With a real mirror, photons are reflected individually. Even if something is at the very edge of the mirror, a single photon can be accurately reflected. But because these “magic mirrors” reflect expressions, they can only interpret photons in aggregate. No matter how advanced or capable they become, they can’t accurately reflect an arbitrary portion of a face.

This concept of “cutting off” also applies to deceptive technology trying to disguise itself. Imagine you have a malicious multimeter, and you’re trying to inspect a malicious circuit. If they are continuously connected, the multimeter can detect a signature in the circuit’s signal, and begin displaying benign (fake) data. But if you can suddenly connect and disconnect the multimeter at any time, and if it must begin displaying data as soon as it is connected, it fundamentally can’t know what data to display until it is too late.

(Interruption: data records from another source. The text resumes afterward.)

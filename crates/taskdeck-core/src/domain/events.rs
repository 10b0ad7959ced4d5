//! Store events: one per applied mutation.

use super::TaskId;

/// A mutation the store actually applied.
///
/// Rejected creates and not-found updates/deletes emit nothing; the event
/// log only ever contains mutations that changed the collection.
#[derive(Debug, Clone, Copy, PartialEq, Eq)]
pub enum StoreEvent {
    Created { id: TaskId },
    Updated { id: TaskId },
    Deleted { id: TaskId },
}

impl StoreEvent {
    pub fn kind(&self) -> &'static str {
        match self {
            StoreEvent::Created { .. } => "created",
            StoreEvent::Updated { .. } => "updated",
            StoreEvent::Deleted { .. } => "deleted",
        }
    }

    pub fn task_id(&self) -> TaskId {
        match self {
            StoreEvent::Created { id }
            | StoreEvent::Updated { id }
            | StoreEvent::Deleted { id } => *id,
        }
    }
}

#[cfg(test)]
mod tests {
    use super::*;

    #[test]
    fn kind_and_task_id_accessors() {
        let event = StoreEvent::Deleted { id: TaskId::new(3) };
        assert_eq!(event.kind(), "deleted");
        assert_eq!(event.task_id(), TaskId::new(3));
    }
}
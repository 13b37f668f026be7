use std::sync::Arc;
use std::time::Duration;

use anyhow::{Context, Result};
use tokio::net::TcpStream;
use tokio::time::timeout;
use tokio_rustls::rustls::pki_types::ServerName;
use tokio_rustls::rustls::{ClientConfig, RootCertStore};
use tokio_rustls::TlsConnector;

use crate::types::{Reachability, Target};

/// Explicit connect bound. OS default connect timeouts can run to minutes
/// on some platforms; a probe must return well before the next tick.
pub const DEFAULT_PROBE_TIMEOUT: Duration = Duration::from_secs(5);

/// Probe trait so the monitor can substitute a scripted prober in tests
#[async_trait::async_trait]
pub trait Probe: Send + Sync {
    /// Perform one reachability check against the target
    async fn probe(&self, target: &Target) -> Reachability;
}

/// Production prober: one TCP connect per call, TLS handshake on port 443.
///
/// No retries here; retrying is the scheduler's job via repeated ticks.
pub struct TcpProber {
    timeout: Duration,
    tls: TlsConnector,
}

impl TcpProber {
    pub fn new(timeout: Duration) -> Self {
        let mut roots = RootCertStore::empty();
        roots.extend(webpki_roots::TLS_SERVER_ROOTS.iter().cloned());
        let config = ClientConfig::builder()
            .with_root_certificates(roots)
            .with_no_client_auth();

        Self { timeout, tls: TlsConnector::from(Arc::new(config)) }
    }

    /// Probe with the TLS decision supplied by the caller rather than
    /// derived from the port
    pub async fn probe_with(&self, target: &Target, use_tls: bool) -> Reachability {
        match timeout(self.timeout, self.connect(target, use_tls)).await {
            Ok(Ok(())) => Reachability::Reachable,
            Ok(Err(error)) => {
                tracing::debug!(server = %target, %error, "probe failed");
                Reachability::Unreachable
            }
            Err(_) => {
                tracing::debug!(
                    server = %target,
                    timeout_secs = self.timeout.as_secs(),
                    "probe timed out"
                );
                Reachability::Unreachable
            }
        }
    }

    async fn connect(&self, target: &Target, use_tls: bool) -> Result<()> {
        let stream = TcpStream::connect((target.host.as_str(), target.port))
            .await
            .context("TCP connect failed")?;

        if use_tls {
            let name = ServerName::try_from(target.host.clone())
                .context("invalid TLS server name")?;
            self.tls
                .connect(name, stream)
                .await
                .context("TLS handshake failed")?;
        }

        Ok(())
    }
}

impl Default for TcpProber {
    fn default() -> Self {
        Self::new(DEFAULT_PROBE_TIMEOUT)
    }
}

#[async_trait::async_trait]
impl Probe for TcpProber {
    async fn probe(&self, target: &Target) -> Reachability {
        self.probe_with(target, target.port == 443).await
    }
}

/// One-shot convenience check used by the `serverstatus` binary
pub async fn is_running(host: &str, port: u16) -> bool {
    let target = Target::new(host, port);
    TcpProber::default().probe(&target).await.is_reachable()
}

#[cfg(test)]
mod tests {
    use super::*;
    use std::time::Instant;
    use tokio::net::TcpListener;

    fn prober() -> TcpProber {
        TcpProber::new(Duration::from_secs(2))
    }

    #[tokio::test]
    async fn listening_endpoint_is_reachable() {
        let listener = TcpListener::bind("127.0.0.1:0").await.unwrap();
        let addr = listener.local_addr().unwrap();
        tokio::spawn(async move {
            loop {
                let _ = listener.accept().await;
            }
        });

        let target = Target::new("127.0.0.1", addr.port());
        assert_eq!(prober().probe(&target).await, Reachability::Reachable);
    }

    #[tokio::test]
    async fn closed_port_is_unreachable() {
        // Bind then drop to get a port with nothing listening on it.
        let listener = TcpListener::bind("127.0.0.1:0").await.unwrap();
        let port = listener.local_addr().unwrap().port();
        drop(listener);

        let target = Target::new("127.0.0.1", port);
        assert_eq!(prober().probe(&target).await, Reachability::Unreachable);
    }

    #[tokio::test]
    async fn unresolvable_host_is_unreachable() {
        let target = Target::new("does-not-exist.invalid", 80);
        assert_eq!(prober().probe(&target).await, Reachability::Unreachable);
    }

    #[tokio::test]
    async fn probe_respects_timeout_bound() {
        // TEST-NET-3 address; nothing should answer, so this exercises the
        // timeout path rather than a fast refusal.
        let target = Target::new("203.0.113.1", 80);
        let prober = TcpProber::new(Duration::from_millis(500));

        let start = Instant::now();
        let result = prober.probe(&target).await;

        assert_eq!(result, Reachability::Unreachable);
        assert!(start.elapsed() < Duration::from_secs(3));
    }

    #[tokio::test]
    async fn tls_handshake_failure_is_unreachable() {
        // Accepts TCP but closes without ever speaking TLS, so a connect-only
        // probe would wrongly report the endpoint as up.
        let listener = TcpListener::bind("127.0.0.1:0").await.unwrap();
        let addr = listener.local_addr().unwrap();
        tokio::spawn(async move {
            while let Ok((stream, _)) = listener.accept().await {
                drop(stream);
            }
        });

        let target = Target::new("127.0.0.1", addr.port());
        assert_eq!(
            prober().probe_with(&target, true).await,
            Reachability::Unreachable
        );
    }
}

This was one of the design principles of the hardware isolated laptop[#]. Under the assumption of a bunch of compromised hardware modules, perhaps you could keep them in check by limiting their communication to low-bandwidth, inspectable channels. Even if you weren’t inspecting them at a given point in time, the threat that you could inspect them without warning would prevent malicious behavior. And because of the edge effect, other malicious tools couldn’t hide their behavior either.

Now, this requires being able to detect, observe and control these “edges,” wherever they are. That brings us to the problem of energy gapping:


Clive Robinson on Schneier’s blog came up with a thorough notion years ago: energy leaks plus “energy gapping” systems. He said if any form of energy or matter could transfer from one system toward another device then it should be considered a potential leak. So, you have to physically isolate them then block the whole spectrum practically.

Without some method of full isolation, you can’t create an “edge.” So despite all the other problems, this one tempered my enthusiasm for the hardware isolated laptop project.